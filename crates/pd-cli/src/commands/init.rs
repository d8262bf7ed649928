//! Init command for creating the database.

use std::io::Write;

use anyhow::{Context, Result};

use pd_db::Database;

use crate::Config;

/// Runs the init command.
pub fn run<W: Write>(writer: &mut W, config: &Config) -> Result<()> {
    if let Some(parent) = config.database_path.parent() {
        std::fs::create_dir_all(parent).context("failed to create database directory")?;
    }
    Database::open(&config.database_path)
        .with_context(|| format!("failed to open {}", config.database_path.display()))?;

    writeln!(writer, "Database: {}", config.database_path.display())?;
    Ok(())
}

==============================

Task brief:
Produce a verbatim transcript of the material above.

Output:
filename crates/pd-cli/src/commands/init.rs
repository d8262bf7ed649928
//! Init command for creating the database.

use std::io::Write;

use anyhow::{Context, Result};

use pd_db::Database;

use crate::Config;

/// Runs the init command.
pub fn run<W: Write>(writer: &mut W, config: &Config) -> Result<()> {
    if let Some(parent) = config.database_path.parent() {
        std::fs::create_dir_all(parent).context("failed to create database directory")?;
    }
    Database::open(&config.database_path)
        .with_context(|| format!("failed to open {}", config.database_path.display()))?;

    writeln!(writer, "Database: {}", config.database_path.display())?;
    Ok(())
}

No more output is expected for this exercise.